**PROBLEM STATEMENT**
In the records below, find the line with "use anyhow::Result;" and the line with "High bonus units"; return exactly those lines and every line between them.

**DATASET EXCERPTS**
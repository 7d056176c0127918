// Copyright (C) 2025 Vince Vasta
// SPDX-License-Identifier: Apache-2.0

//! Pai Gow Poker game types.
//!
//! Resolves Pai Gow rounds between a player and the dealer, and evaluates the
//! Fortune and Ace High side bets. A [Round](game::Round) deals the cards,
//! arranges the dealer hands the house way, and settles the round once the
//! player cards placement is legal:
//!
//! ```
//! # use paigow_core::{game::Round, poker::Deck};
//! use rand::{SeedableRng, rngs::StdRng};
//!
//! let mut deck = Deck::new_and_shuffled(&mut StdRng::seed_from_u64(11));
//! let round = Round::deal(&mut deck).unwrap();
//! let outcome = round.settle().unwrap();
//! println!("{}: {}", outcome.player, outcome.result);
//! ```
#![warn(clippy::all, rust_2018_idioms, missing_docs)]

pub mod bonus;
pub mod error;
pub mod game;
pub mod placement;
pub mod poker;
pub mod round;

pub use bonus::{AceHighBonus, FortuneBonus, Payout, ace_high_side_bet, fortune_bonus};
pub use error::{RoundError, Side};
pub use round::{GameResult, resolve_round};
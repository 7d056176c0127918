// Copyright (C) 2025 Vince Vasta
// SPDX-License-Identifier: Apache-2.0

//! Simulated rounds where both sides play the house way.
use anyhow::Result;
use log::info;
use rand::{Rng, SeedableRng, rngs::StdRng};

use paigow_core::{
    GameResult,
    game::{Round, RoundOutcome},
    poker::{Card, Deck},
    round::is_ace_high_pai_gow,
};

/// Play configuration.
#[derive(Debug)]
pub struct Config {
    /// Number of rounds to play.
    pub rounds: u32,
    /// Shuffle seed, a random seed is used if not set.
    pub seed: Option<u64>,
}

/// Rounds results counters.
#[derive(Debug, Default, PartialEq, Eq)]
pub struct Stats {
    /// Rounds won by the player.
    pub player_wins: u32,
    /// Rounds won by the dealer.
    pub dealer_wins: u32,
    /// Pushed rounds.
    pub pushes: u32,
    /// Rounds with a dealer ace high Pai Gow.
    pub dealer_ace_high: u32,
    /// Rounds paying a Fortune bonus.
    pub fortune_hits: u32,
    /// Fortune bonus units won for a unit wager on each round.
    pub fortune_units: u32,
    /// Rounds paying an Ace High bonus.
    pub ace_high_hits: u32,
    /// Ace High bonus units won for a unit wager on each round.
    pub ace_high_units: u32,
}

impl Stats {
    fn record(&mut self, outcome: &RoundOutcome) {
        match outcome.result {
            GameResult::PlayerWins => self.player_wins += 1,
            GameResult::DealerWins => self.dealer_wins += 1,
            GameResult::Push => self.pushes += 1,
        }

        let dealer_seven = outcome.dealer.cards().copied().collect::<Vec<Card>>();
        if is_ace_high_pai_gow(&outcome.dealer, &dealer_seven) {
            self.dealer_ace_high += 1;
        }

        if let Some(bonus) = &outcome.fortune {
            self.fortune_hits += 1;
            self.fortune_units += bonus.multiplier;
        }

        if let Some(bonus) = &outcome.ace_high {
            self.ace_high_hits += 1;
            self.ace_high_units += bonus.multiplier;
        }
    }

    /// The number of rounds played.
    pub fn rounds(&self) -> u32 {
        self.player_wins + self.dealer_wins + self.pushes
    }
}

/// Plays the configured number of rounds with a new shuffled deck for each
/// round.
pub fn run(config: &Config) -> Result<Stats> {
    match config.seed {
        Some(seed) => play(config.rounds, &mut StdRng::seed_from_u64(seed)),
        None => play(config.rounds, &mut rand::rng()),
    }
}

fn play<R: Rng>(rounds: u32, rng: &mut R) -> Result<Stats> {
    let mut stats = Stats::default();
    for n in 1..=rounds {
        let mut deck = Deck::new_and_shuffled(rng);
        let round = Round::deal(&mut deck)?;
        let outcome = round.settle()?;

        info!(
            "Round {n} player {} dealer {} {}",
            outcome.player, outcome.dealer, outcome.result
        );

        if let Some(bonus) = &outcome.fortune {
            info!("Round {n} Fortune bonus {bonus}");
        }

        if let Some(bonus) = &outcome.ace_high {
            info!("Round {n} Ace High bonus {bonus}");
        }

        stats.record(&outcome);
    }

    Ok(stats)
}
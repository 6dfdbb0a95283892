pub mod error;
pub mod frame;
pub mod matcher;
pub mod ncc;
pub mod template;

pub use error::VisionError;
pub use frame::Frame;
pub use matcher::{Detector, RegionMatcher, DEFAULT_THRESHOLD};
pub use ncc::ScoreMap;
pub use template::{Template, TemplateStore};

**OUTPUT BELOW**
use anyhow::Result;
use log::info;
use rand::{Rng, SeedableRng, rngs::StdRng};

use paigow_core::{
    GameResult,
    game::{Round, RoundOutcome},
    poker::{Card, Deck},
    round::is_ace_high_pai_gow,
};

/// Play configuration.
#[derive(Debug)]
pub struct Config {
    /// Number of rounds to play.
    pub rounds: u32,
    /// Shuffle seed, a random seed is used if not set.
    pub seed: Option<u64>,
}

/// Rounds results counters.
#[derive(Debug, Default, PartialEq, Eq)]
pub struct Stats {
    /// Rounds won by the player.
    pub player_wins: u32,
    /// Rounds won by the dealer.
    pub dealer_wins: u32,
    /// Pushed rounds.
    pub pushes: u32,
    /// Rounds with a dealer ace high Pai Gow.
    pub dealer_ace_high: u32,
    /// Rounds paying a Fortune bonus.
    pub fortune_hits: u32,
    /// Fortune bonus units won for a unit wager on each round.
    pub fortune_units: u32,
    /// Rounds paying an Ace High bonus.
    pub ace_high_hits: u32,
    /// Ace High bonus units won for a unit wager on each round.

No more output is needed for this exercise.